The program, at 10 a.m. Saturday, June 13, at the farmers’ market, will not include the annual youth performance amid concerns that gathering refugees in one place may allow them to be targeted by U.S. Immigration and Customs Enforcement agents, according to Cynthia Shabb, executive director of the Global Friends Coalition organization.
The United Nations High Commissioner of Refugees has established the theme “Until Everyone Is Safe” for 2026, Shabb said. “This is an appropriate theme given what has been happening here and around the world.”
World Refugee Day is an internationally recognized day designated by the United Nations High Commissioner for Refugees, she said.
“This is a frightening climate for many, and for those of us born in the U.S., it is frustrating that something done each year in our beautiful city has had to be approached with a level of concern we have not felt before,” Shabb said.
As members of the Global Friends Coalition weighed whether to organize a program with refugees on stage, “we had to consider the risks our youth and families might face,” she said. “We were concerned that convening refugees in one spot may allow them to be targeted by the U.S. Immigration and Customs Enforcement,” she said. The farmers’ market “has always been a welcoming place. However, when immigrants talk about their fears, when teachers express concern about safety and whether we would be setting children and families up for being held by ICE, we have to listen.

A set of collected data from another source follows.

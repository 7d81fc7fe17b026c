use bytes::Bytes;

/// Error type for the request path.
///
/// Streaming-time failures never surface here: once `message_start` is on
/// the wire, the transcoder finalizes instead.
#[derive(Debug, thiserror::Error)]
pub enum GatewayError {
    #[error("Config error: {0}")]
    Config(String),
    #[error("Invalid request: {0}")]
    InvalidRequest(String),
    /// Non-2xx backend status, relayed to the client unchanged.
    #[error("Upstream error: status={status}")]
    Upstream { status: u16, body: Bytes },
    #[error("Transport error: {0}")]
    Transport(String),
    #[error("Protocol translation error: {0}")]
    Translation(String),
    #[error("Internal error: {0}")]
    Internal(String),
}

/// Broad error category for status code selection.
#[derive(Debug, Clone, Copy, PartialEq, Eq)]
pub enum ErrorCategory {
    InvalidRequest,
    Authentication,
    Permission,
    NotFound,
    PayloadTooLarge,
    RateLimit,
    Overloaded,
    ServerError,
}

/// Map a backend HTTP status code to an error category.
#[must_use]
pub fn category_from_upstream_status(status: u16) -> ErrorCategory {
    match status {
        400 => ErrorCategory::InvalidRequest,
        401 => ErrorCategory::Authentication,
        403 => ErrorCategory::Permission,
        404 => ErrorCategory::NotFound,
        413 => ErrorCategory::PayloadTooLarge,
        429 => ErrorCategory::RateLimit,
        529 => ErrorCategory::Overloaded,
        _ => ErrorCategory::ServerError,
    }
}

impl GatewayError {
    #[must_use]
    pub fn category(&self) -> ErrorCategory {
        match self {
            GatewayError::InvalidRequest(_) => ErrorCategory::InvalidRequest,
            GatewayError::Config(_)
            | GatewayError::Transport(_)
            | GatewayError::Translation(_)
            | GatewayError::Internal(_) => ErrorCategory::ServerError,
            GatewayError::Upstream { status, .. } => category_from_upstream_status(*status),
        }
    }

    #[must_use]
    pub fn status(&self) -> http::StatusCode {
        match self {
            GatewayError::Upstream { status, .. } => {
                http::StatusCode::from_u16(*status).unwrap_or(http::StatusCode::BAD_GATEWAY)
            }
            GatewayError::Transport(_) => http::StatusCode::BAD_GATEWAY,
            _ => http_status_for_category(self.category()),
        }
    }
}

fn http_status_for_category(cat: ErrorCategory) -> http::StatusCode {
    match cat {
        ErrorCategory::InvalidRequest => http::StatusCode::BAD_REQUEST,
        ErrorCategory::Authentication => http::StatusCode::UNAUTHORIZED,
        ErrorCategory::Permission => http::StatusCode::FORBIDDEN,
        ErrorCategory::NotFound => http::StatusCode::NOT_FOUND,
        ErrorCategory::PayloadTooLarge => http::StatusCode::PAYLOAD_TOO_LARGE,
        ErrorCategory::RateLimit => http::StatusCode::TOO_MANY_REQUESTS,
        ErrorCategory::Overloaded | ErrorCategory::ServerError => {
            http::StatusCode::INTERNAL_SERVER_ERROR
        }
    }
}

/// Anthropic `error.type` for a category.
#[must_use]
pub fn anthropic_error_type(cat: ErrorCategory) -> &'static str {
    match cat {
        ErrorCategory::InvalidRequest => "invalid_request_error",
        ErrorCategory::Authentication => "authentication_error",
        ErrorCategory::Permission => "permission_error",
        ErrorCategory::NotFound => "not_found_error",
        ErrorCategory::PayloadTooLarge => "request_too_large",
        ErrorCategory::RateLimit => "rate_limit_error",
        ErrorCategory::Overloaded => "overloaded_error",
        ErrorCategory::ServerError => "api_error",
    }
}

/// `{"type":"error","error":{"type":...,"message":...}}`
#[must_use]
pub fn anthropic_error_payload(cat: ErrorCategory, message: &str) -> serde_json::Value {
    serde_json::json!({
        "type": "error",
        "error": {
            "type": anthropic_error_type(cat),
            "message": message,
        }
    })
}

/// Render an error in the Anthropic error shape.
#[must_use]
pub fn error_response(
    status: http::StatusCode,
    cat: ErrorCategory,
    message: &str,
) -> axum::response::Response {
    use axum::response::IntoResponse;
    (status, axum::Json(anthropic_error_payload(cat, message))).into_response()
}

impl axum::response::IntoResponse for GatewayError {
    fn into_response(self) -> axum::response::Response {
        let status = self.status();
        if let GatewayError::Upstream { body, .. } = self {
            let mut response = axum::response::Response::new(axum::body::Body::from(body));
            *response.status_mut() = status;
            response.headers_mut().insert(
                http::header::CONTENT_TYPE,
                http::HeaderValue::from_static("application/json"),
            );
            return response;
        }
        tracing::warn!(status = status.as_u16(), error = %self, "request failed");
        error_response(status, self.category(), &self.to_string())
    }
}
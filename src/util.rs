use std::sync::atomic::{AtomicU64, Ordering};
use std::sync::OnceLock;

static CALL_ID_COUNTER: AtomicU64 = AtomicU64::new(1);
static CALL_ID_SEED: OnceLock<u64> = OnceLock::new();
const HEX: &[u8; 16] = b"0123456789abcdef";

/// Next tool call id (`call_` + 16 hex digits).
///
/// The counter is XORed with a random per-process seed, so ids stay
/// unique within a process and differ across restarts.
#[inline]
pub(crate) fn next_call_id() -> String {
    let seed = *CALL_ID_SEED.get_or_init(|| fastrand::u64(..));
    call_id_from(seed, CALL_ID_COUNTER.fetch_add(1, Ordering::Relaxed))
}

#[inline]
fn call_id_from(seed: u64, seq: u64) -> String {
    let mut out = String::with_capacity(21);
    out.push_str("call_");
    push_u64_hex_16(&mut out, seed ^ seq);
    out
}

/// Largest char boundary in `text` that is `<= index`.
#[inline]
pub(crate) fn floor_char_boundary(text: &str, index: usize) -> usize {
    if index >= text.len() {
        return text.len();
    }
    let mut idx = index;
    while !text.is_char_boundary(idx) {
        idx -= 1;
    }
    idx
}

#[inline]
pub(crate) fn push_json_string_escaped(out: &mut String, value: &str) {
    let bytes = value.as_bytes();
    if bytes.iter().all(|&b| b >= 0x20 && b != b'"' && b != b'\\') {
        out.push('"');
        out.push_str(value);
        out.push('"');
        return;
    }

    out.push('"');
    for ch in value.chars() {
        match ch {
            '"' => out.push_str("\\\""),
            '\\' => out.push_str("\\\\"),
            '\n' => out.push_str("\\n"),
            '\r' => out.push_str("\\r"),
            '\t' => out.push_str("\\t"),
            '\u{08}' => out.push_str("\\b"),
            '\u{0c}' => out.push_str("\\f"),
            c if c <= '\u{1f}' => {
                let control = c as u8;
                out.push_str("\\u00");
                out.push(char::from(HEX[(control >> 4) as usize]));
                out.push(char::from(HEX[(control & 0x0f) as usize]));
            }
            _ => out.push(ch),
        }
    }
    out.push('"');
}

#[inline]
pub(crate) fn push_u64_decimal(out: &mut String, mut n: u64) {
    if n == 0 {
        out.push('0');
        return;
    }

    let mut buf = [0u8; 20];
    let mut i = buf.len();
    while n > 0 {
        i -= 1;
        buf[i] = b'0' + ((n % 10) as u8);
        n /= 10;
    }
    let digits = std::str::from_utf8(&buf[i..]).unwrap_or("0");
    out.push_str(digits);
}

#[inline]
pub(crate) fn push_usize_decimal(out: &mut String, n: usize) {
    push_u64_decimal(out, n as u64);
}

#[inline]
fn push_u64_hex_16(out: &mut String, mut value: u64) {
    let mut buf = [b'0'; 16];
    let mut idx = 16;
    while idx > 0 {
        idx -= 1;
        let nibble = usize::try_from(value & 0x0f).unwrap_or(0);
        buf[idx] = HEX[nibble];
        value >>= 4;
    }
    for byte in buf {
        out.push(char::from(byte));
    }
}
pub mod validation;

use serde::{Deserialize, Serialize};
use std::fmt;

use self::validation::validate_config;
use crate::interceptor::InterceptorRegistry;

/// Default config path when none is given on the command line.
pub const DEFAULT_CONFIG_PATH: &str = "config.yaml";

/// Error type for configuration loading and validation.
#[derive(Debug, thiserror::Error)]
pub enum ConfigError {
    #[error("Failed to read config file: {0}")]
    Io(#[from] std::io::Error),
    #[error("Failed to parse YAML: {0}")]
    Yaml(#[from] serde_yaml::Error),
    #[error("Config validation error: {0}")]
    Validation(String),
}

/// Which markup interceptor a backend uses.
#[derive(Debug, Clone, PartialEq, Eq, Serialize, Deserialize, Default)]
#[serde(from = "String", into = "String")]
pub enum InterceptorSetting {
    /// Pick the first registered interceptor whose URL match succeeds.
    #[default]
    Auto,
    None,
    Named(String),
}

impl From<String> for InterceptorSetting {
    fn from(value: String) -> Self {
        match value.trim().to_ascii_lowercase().as_str() {
            "" | "auto" => Self::Auto,
            "none" | "off" => Self::None,
            name => Self::Named(name.to_string()),
        }
    }
}

impl From<InterceptorSetting> for String {
    fn from(value: InterceptorSetting) -> Self {
        value.to_string()
    }
}

impl fmt::Display for InterceptorSetting {
    fn fmt(&self, f: &mut fmt::Formatter<'_>) -> fmt::Result {
        match self {
            InterceptorSetting::Auto => write!(f, "auto"),
            InterceptorSetting::None => write!(f, "none"),
            InterceptorSetting::Named(name) => write!(f, "{name}"),
        }
    }
}

/// Server configuration.
#[derive(Debug, Clone, Serialize)]
pub struct ServerConfig {
    #[serde(default = "default_port")]
    pub port: u16,
    #[serde(default = "default_host")]
    pub host: String,
    #[serde(skip_serializing_if = "Option::is_none")]
    pub runtime_worker_threads: Option<usize>,
}

fn default_port() -> u16 {
    5281
}
fn default_host() -> String {
    "0.0.0.0".to_string()
}

#[derive(Debug, Deserialize)]
struct ServerConfigWire {
    #[serde(default = "default_port")]
    port: u16,
    #[serde(default = "default_host")]
    host: String,
    #[serde(default)]
    runtime_worker_threads: Option<RuntimeThreadsSetting>,
}

#[derive(Debug, Deserialize)]
#[serde(untagged)]
enum RuntimeThreadsSetting {
    Fixed(usize),
    Auto(()),
}

impl<'de> Deserialize<'de> for ServerConfig {
    fn deserialize<D>(deserializer: D) -> Result<Self, D::Error>
    where
        D: serde::Deserializer<'de>,
    {
        let wire = ServerConfigWire::deserialize(deserializer)?;
        Ok(Self {
            port: wire.port,
            host: wire.host,
            // missing or explicit null => one worker per core
            runtime_worker_threads: match wire.runtime_worker_threads {
                Some(RuntimeThreadsSetting::Fixed(threads)) => Some(threads),
                Some(RuntimeThreadsSetting::Auto(())) | None => None,
            },
        })
    }
}

impl Default for ServerConfig {
    fn default() -> Self {
        Self {
            port: default_port(),
            host: default_host(),
            runtime_worker_threads: None,
        }
    }
}

/// An `OpenAI`-compatible backend.
#[derive(Debug, Clone, Serialize, Deserialize)]
pub struct BackendConfig {
    /// Base URL up to (not including) `/chat/completions`.
    pub base_url: String,
    /// Sent as the bearer token; the client's own key is used when unset.
    #[serde(default, skip_serializing_if = "Option::is_none")]
    pub api_key: Option<String>,
    /// Replaces the model name the client sent.
    #[serde(default, skip_serializing_if = "Option::is_none")]
    pub model: Option<String>,
    #[serde(default)]
    pub interceptor: InterceptorSetting,
}

impl BackendConfig {
    /// `{base_url}/chat/completions`
    #[must_use]
    pub fn chat_completions_url(&self) -> String {
        format!("{}/chat/completions", self.base_url)
    }
}

/// An Anthropic endpoint that answers `count_tokens` in place of the
/// local estimate.
#[derive(Debug, Clone, Serialize, Deserialize)]
pub struct CountTokensConfig {
    /// Base URL up to (not including) `/v1/messages/count_tokens`.
    pub base_url: String,
    /// Sent as `x-api-key`.
    pub api_key: String,
    /// Replaces the model name the client sent.
    pub model: String,
}

impl CountTokensConfig {
    /// `{base_url}/v1/messages/count_tokens`
    #[must_use]
    pub fn count_tokens_url(&self) -> String {
        format!("{}/v1/messages/count_tokens", self.base_url)
    }
}

/// Log line rendering.
#[derive(Debug, Clone, Copy, Default, PartialEq, Eq, Serialize, Deserialize)]
#[serde(rename_all = "lowercase")]
pub enum LogFormat {
    #[default]
    Text,
    Json,
}

/// Feature flags and settings.
#[derive(Debug, Clone, Serialize, Deserialize)]
pub struct FeaturesConfig {
    #[serde(default = "default_log_level")]
    pub log_level: String,
    #[serde(default)]
    pub log_format: LogFormat,
    /// Rounds kept verbatim; older turns are compressed. `0` disables.
    #[serde(default)]
    pub keep_rounds: usize,
    /// Rounds kept when a request is routed to the vision backend.
    #[serde(default = "default_vision_keep_rounds")]
    pub vision_keep_rounds: usize,
    /// Multiplier applied to every reported token count.
    #[serde(default = "default_token_scale")]
    pub token_scale: f64,
    #[serde(default, skip_serializing_if = "Option::is_none")]
    pub ultrathink_prompt: Option<String>,
}

fn default_log_level() -> String {
    "INFO".to_string()
}
fn default_vision_keep_rounds() -> usize {
    1
}
fn default_token_scale() -> f64 {
    1.0
}

impl Default for FeaturesConfig {
    fn default() -> Self {
        Self {
            log_level: default_log_level(),
            log_format: LogFormat::Text,
            keep_rounds: 0,
            vision_keep_rounds: default_vision_keep_rounds(),
            token_scale: default_token_scale(),
            ultrathink_prompt: None,
        }
    }
}

impl FeaturesConfig {
    /// The ultrathink prompt, `None` when unset or blank.
    #[must_use]
    pub fn ultrathink_prompt(&self) -> Option<&str> {
        self.ultrathink_prompt
            .as_deref()
            .map(str::trim)
            .filter(|prompt| !prompt.is_empty())
    }
}

/// Top-level application configuration.
#[derive(Debug, Clone, Serialize, Deserialize)]
pub struct AppConfig {
    #[serde(default)]
    pub server: ServerConfig,
    pub backend: BackendConfig,
    #[serde(default, skip_serializing_if = "Option::is_none")]
    pub vision_backend: Option<BackendConfig>,
    #[serde(default, skip_serializing_if = "Option::is_none")]
    pub count_tokens: Option<CountTokensConfig>,
    #[serde(default)]
    pub features: FeaturesConfig,
}

impl AppConfig {
    fn normalize(&mut self) {
        for backend in std::iter::once(&mut self.backend).chain(self.vision_backend.as_mut()) {
            let trimmed = backend.base_url.trim().trim_end_matches('/').to_string();
            backend.base_url = trimmed;
        }
        if let Some(count_tokens) = self.count_tokens.as_mut() {
            count_tokens.base_url = count_tokens.base_url.trim().trim_end_matches('/').to_string();
        }
    }
}

/// Parse and validate configuration from YAML text.
///
/// # Errors
///
/// Returns [`ConfigError::Yaml`] when parsing fails, or
/// [`ConfigError::Validation`] when semantic validation fails.
pub fn parse_config(contents: &str) -> Result<AppConfig, ConfigError> {
    let mut config: AppConfig = serde_yaml::from_str(contents)?;
    config.normalize();
    let registry = InterceptorRegistry::builtin();
    validate_config(&config, &registry)?;
    Ok(config)
}

/// Load configuration from a YAML file and validate it.
///
/// # Errors
///
/// Returns [`ConfigError::Io`] when reading the file fails, [`ConfigError::Yaml`]
/// when parsing fails, or [`ConfigError::Validation`] when semantic validation fails.
pub fn load_config(path: &str) -> Result<AppConfig, ConfigError> {
    let contents = std::fs::read_to_string(path)?;
    parse_config(&contents)
}
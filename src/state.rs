mod request_id;

use std::sync::Arc;

use crate::config::AppConfig;
use crate::error::GatewayError;
use crate::interceptor::InterceptorRegistry;
use crate::observability::usage::UsageAggregator;
use crate::transport::{build_http_client, Backend, CountTokensUpstream};

use request_id::RequestIdGenerator;

/// Shared application state accessible to all handlers.
pub struct AppState {
    pub config: AppConfig,
    pub backend: Backend,
    pub vision_backend: Option<Backend>,
    pub count_tokens: Option<CountTokensUpstream>,
    usage: Arc<UsageAggregator>,
    request_ids: RequestIdGenerator,
}

impl AppState {
    /// Build state from a validated config.
    ///
    /// # Errors
    ///
    /// Returns [`GatewayError::Config`] when the HTTP client cannot be built.
    pub fn new(config: AppConfig) -> Result<Self, GatewayError> {
        Self::with_registry(config, &InterceptorRegistry::builtin())
    }

    /// Build state resolving interceptors against a custom registry.
    ///
    /// # Errors
    ///
    /// Returns [`GatewayError::Config`] when the HTTP client cannot be built.
    pub fn with_registry(
        config: AppConfig,
        registry: &InterceptorRegistry,
    ) -> Result<Self, GatewayError> {
        let client = build_http_client()?;
        let backend = Backend::new("backend", &config.backend, client.clone(), registry);
        let vision_backend = config
            .vision_backend
            .as_ref()
            .map(|vision| Backend::new("vision_backend", vision, client.clone(), registry));
        let count_tokens = config
            .count_tokens
            .as_ref()
            .map(|count_tokens| CountTokensUpstream::new(count_tokens, client));
        let usage = Arc::new(UsageAggregator::new(config.features.token_scale));

        tracing::info!(
            backend = backend.base_url(),
            vision_backend = vision_backend.as_ref().map(Backend::base_url),
            keep_rounds = config.features.keep_rounds,
            token_scale = config.features.token_scale,
            "state initialized"
        );

        Ok(Self {
            config,
            backend,
            vision_backend,
            count_tokens,
            usage,
            request_ids: RequestIdGenerator::new(),
        })
    }

    #[must_use]
    pub fn usage(&self) -> &Arc<UsageAggregator> {
        &self.usage
    }

    /// A fresh `msg_...` id for one response.
    #[must_use]
    pub fn next_message_id(&self) -> String {
        let seq = self.request_ids.next_seq();
        self.request_ids.message_id(seq)
    }
}

impl std::fmt::Debug for AppState {
    fn fmt(&self, f: &mut std::fmt::Formatter<'_>) -> std::fmt::Result {
        f.debug_struct("AppState")
            .field("backend", &self.backend)
            .field("vision_backend", &self.vision_backend)
            .field("count_tokens", &self.count_tokens)
            .finish_non_exhaustive()
    }
}
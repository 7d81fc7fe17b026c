//! Conversation window compression.
//!
//! Long agent sessions resend the whole history on every request. Turns that
//! fall outside the retained window keep their text but lose thinking blocks,
//! and their tool traffic is reduced to fixed placeholders. Everything here is
//! pure: turns in, turns and counters out.
use rustc_hash::FxHashSet;
use serde_json::Value;

use crate::protocol::anthropic::{AnthropicMessage, ContentBlock, MessageContent};

/// Content of a compressed `tool_result` block.
pub const COMPRESSED_TOOL_RESULT: &str = "[compressed]";

/// Text that replaces an image outside the vision window.
pub const IMAGE_OMITTED: &str = "[image omitted]";

/// Counters for one compression pass.
#[derive(Debug, Clone, Copy, Default, PartialEq, Eq)]
pub struct CompressionStats {
    pub thinking_blocks: usize,
    pub tool_calls: usize,
    pub tool_results: usize,
    pub images: usize,
}

impl CompressionStats {
    #[must_use]
    pub fn is_empty(&self) -> bool {
        *self == Self::default()
    }
}

/// Input of a compressed `tool_use` block: `{"compressed":true}`.
#[must_use]
pub fn compressed_tool_input() -> Value {
    let mut map = serde_json::Map::with_capacity(1);
    map.insert("compressed".to_string(), Value::Bool(true));
    Value::Object(map)
}

fn is_compressed_tool_input(input: &Value) -> bool {
    input
        .as_object()
        .is_some_and(|map| map.len() == 1 && map.get("compressed") == Some(&Value::Bool(true)))
}

fn is_compressed_tool_result(content: &Value) -> bool {
    content.as_str() == Some(COMPRESSED_TOOL_RESULT)
}

/// A user turn that does not merely carry tool results starts a new round.
#[inline]
#[must_use]
pub fn is_round_boundary(turn: &AnthropicMessage) -> bool {
    turn.is_user() && !turn.has_tool_result()
}

/// Index of the `keep_rounds`-th round boundary counted from the end.
///
/// Turns before the returned index fall outside the window. Returns 0 when
/// `keep_rounds` is 0 or the history holds fewer rounds.
#[must_use]
pub fn compress_boundary(turns: &[AnthropicMessage], keep_rounds: usize) -> usize {
    if keep_rounds == 0 {
        return 0;
    }
    let mut rounds = 0usize;
    for (index, turn) in turns.iter().enumerate().rev() {
        if is_round_boundary(turn) {
            rounds += 1;
            if rounds == keep_rounds {
                return index;
            }
        }
    }
    0
}

/// Compress every turn outside the last `keep_rounds` rounds.
///
/// See [`compress_history_owned`].
#[must_use]
pub fn compress_history(
    turns: &[AnthropicMessage],
    keep_rounds: usize,
) -> (Vec<AnthropicMessage>, CompressionStats) {
    compress_history_owned(turns.to_vec(), keep_rounds)
}

/// Same as [`compress_history`], but consumes the turns so retained ones move
/// through without cloning.
///
/// Within a compressed turn: thinking blocks are dropped, `tool_use` input
/// becomes `{"compressed":true}`, `tool_result` content becomes
/// `"[compressed]"`, and repeated call ids keep only their first block. Text
/// and images are left alone. Running the pass twice changes nothing and
/// reports zero counts the second time.
#[must_use]
pub fn compress_history_owned(
    mut turns: Vec<AnthropicMessage>,
    keep_rounds: usize,
) -> (Vec<AnthropicMessage>, CompressionStats) {
    let boundary = compress_boundary(&turns, keep_rounds);
    let mut stats = CompressionStats::default();
    for turn in &mut turns[..boundary] {
        compress_turn(turn, &mut stats);
    }
    (turns, stats)
}

fn compress_turn(turn: &mut AnthropicMessage, stats: &mut CompressionStats) {
    let MessageContent::Blocks(blocks) = &mut turn.content else {
        return;
    };
    let mut seen_calls: FxHashSet<String> = FxHashSet::default();
    let mut seen_results: FxHashSet<String> = FxHashSet::default();

    blocks.retain_mut(|block| match block {
        ContentBlock::Thinking { .. } => {
            stats.thinking_blocks += 1;
            false
        }
        ContentBlock::ToolUse { id, input, .. } => {
            if !seen_calls.insert(id.clone()) {
                return false;
            }
            if !is_compressed_tool_input(input) {
                *input = compressed_tool_input();
                stats.tool_calls += 1;
            }
            true
        }
        ContentBlock::ToolResult {
            tool_use_id,
            content,
            ..
        } => {
            if !seen_results.insert(tool_use_id.clone()) {
                return false;
            }
            if !is_compressed_tool_result(content) {
                *content = Value::String(COMPRESSED_TOOL_RESULT.to_string());
                stats.tool_results += 1;
            }
            true
        }
        ContentBlock::Text { .. } | ContentBlock::Image { .. } | ContentBlock::Other => true,
    });
}

/// Replace images older than the last `vision_rounds` rounds with a short
/// text marker. Returns the number of images replaced.
#[must_use]
pub fn strip_stale_images(
    mut turns: Vec<AnthropicMessage>,
    vision_rounds: usize,
) -> (Vec<AnthropicMessage>, usize) {
    let boundary = compress_boundary(&turns, vision_rounds);
    let mut removed = 0usize;
    for turn in &mut turns[..boundary] {
        let MessageContent::Blocks(blocks) = &mut turn.content else {
            continue;
        };
        for block in blocks.iter_mut() {
            if matches!(block, ContentBlock::Image { .. }) {
                *block = ContentBlock::text(IMAGE_OMITTED);
                removed += 1;
            }
        }
    }
    (turns, removed)
}

/// Drop every turn before the last `rounds` rounds.
///
/// The cut always lands on a round boundary. With fewer rounds than
/// requested, or `rounds == 0`, nothing is dropped.
#[must_use]
pub fn trim_to_rounds(mut turns: Vec<AnthropicMessage>, rounds: usize) -> Vec<AnthropicMessage> {
    let boundary = compress_boundary(&turns, rounds);
    if boundary > 0 {
        turns.drain(..boundary);
    }
    turns
}

/// Whether any turn still carries an image block.
#[must_use]
pub fn history_has_image(turns: &[AnthropicMessage]) -> bool {
    turns.iter().any(AnthropicMessage::has_image)
}
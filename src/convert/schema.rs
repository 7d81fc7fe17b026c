use serde_json::Value;

/// Remove `"format": "uri"` from every string-typed schema, recursively.
///
/// Several `OpenAI`-compatible backends reject the `uri` format outright.
/// Everything else in the schema is preserved.
pub fn strip_uri_format(schema: &mut Value) {
    match schema {
        Value::Object(obj) => {
            if is_string_schema(obj) && obj.get("format").and_then(Value::as_str) == Some("uri") {
                obj.remove("format");
            }
            for value in obj.values_mut() {
                strip_uri_format(value);
            }
        }
        Value::Array(items) => {
            for item in items {
                strip_uri_format(item);
            }
        }
        _ => {}
    }
}

#[inline]
fn is_string_schema(obj: &serde_json::Map<String, Value>) -> bool {
    obj.get("type").and_then(Value::as_str) == Some("string")
}
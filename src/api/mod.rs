pub mod count_tokens;
pub mod health;
pub mod messages;
pub mod status;
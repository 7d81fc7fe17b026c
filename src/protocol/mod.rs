pub mod anthropic;
pub mod mapping;
pub mod openai_chat;
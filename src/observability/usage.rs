use parking_lot::Mutex;
use serde::Serialize;

use crate::protocol::openai_chat::OpenAiUsage;

/// One response's usage after the token scale factor is applied.
#[derive(Debug, Clone, Copy, Default, PartialEq, Eq, Serialize)]
pub struct ScaledUsage {
    pub input_tokens: u64,
    pub output_tokens: u64,
    pub cached_tokens: u64,
    pub total_tokens: u64,
}

/// Process-wide totals exposed on `/status`.
#[derive(Debug, Clone, Copy, Default, PartialEq, Eq, Serialize)]
pub struct UsageTotals {
    pub requests: u64,
    pub prompt_tokens: u64,
    pub completion_tokens: u64,
    pub cached_tokens: u64,
    pub total_tokens: u64,
}

/// Shared usage accumulator.
///
/// Each response records once, at finalization. The lock only guards the
/// counter update and is never held across I/O.
#[derive(Debug)]
pub struct UsageAggregator {
    scale: f64,
    totals: Mutex<UsageTotals>,
}

impl UsageAggregator {
    #[must_use]
    pub fn new(scale: f64) -> Self {
        Self {
            scale,
            totals: Mutex::new(UsageTotals::default()),
        }
    }

    #[must_use]
    pub fn scale_factor(&self) -> f64 {
        self.scale
    }

    /// Apply the scale factor to every field; fractions are truncated.
    #[must_use]
    pub fn scale(&self, usage: Option<&OpenAiUsage>) -> ScaledUsage {
        let Some(usage) = usage else {
            return ScaledUsage::default();
        };
        ScaledUsage {
            input_tokens: scale_count(usage.prompt_tokens, self.scale),
            output_tokens: scale_count(usage.completion_tokens, self.scale),
            cached_tokens: scale_count(usage.cached_tokens(), self.scale),
            total_tokens: scale_count(usage.total_tokens, self.scale),
        }
    }

    /// Scale `usage` and fold it into the process-wide totals.
    pub fn record(&self, usage: Option<&OpenAiUsage>) -> ScaledUsage {
        let scaled = self.scale(usage);
        let mut totals = self.totals.lock();
        totals.requests += 1;
        totals.prompt_tokens = totals.prompt_tokens.saturating_add(scaled.input_tokens);
        totals.completion_tokens = totals
            .completion_tokens
            .saturating_add(scaled.output_tokens);
        totals.cached_tokens = totals.cached_tokens.saturating_add(scaled.cached_tokens);
        totals.total_tokens = totals.total_tokens.saturating_add(scaled.total_tokens);
        scaled
    }

    #[must_use]
    pub fn snapshot(&self) -> UsageTotals {
        *self.totals.lock()
    }
}

impl Default for UsageAggregator {
    fn default() -> Self {
        Self::new(1.0)
    }
}

#[inline]
#[allow(clippy::cast_possible_truncation, clippy::cast_sign_loss, clippy::cast_precision_loss)]
fn scale_count(count: u64, scale: f64) -> u64 {
    (count as f64 * scale) as u64
}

“Because of this, there will be no public refugee youth performance this year, as we have always done previously,” Shabb said. “Instead we will share the artwork of area students who came as refugees so that Grand Forks can hopefully better understand the lives and perspectives of those who have been through enough struggles already.”
The program will feature two U.S.-born high school students, members of the Summer Performing Arts Company, and elementary students will read six-word memoirs written by students who are refugees. Altogether, 14 memoirs will be read, each accompanied by a piece of artwork by the memoir writer.
All the memoirs have been written focusing on the theme “Until Everyone Is Safe,” Shabb said.
It will also feature U.S.-born individuals, including Tricia Berg, a Grand Forks City Council member, and others who will speak on behalf of refugees and immigrants, Shabb said.
“In my 16 years of putting this (program) on stage for World Refugee Day, I have never had to be this cautious,” Shabb said of the decision not to feature, on stage, the talents of refugees and immigrants who live in Greater Grand Forks.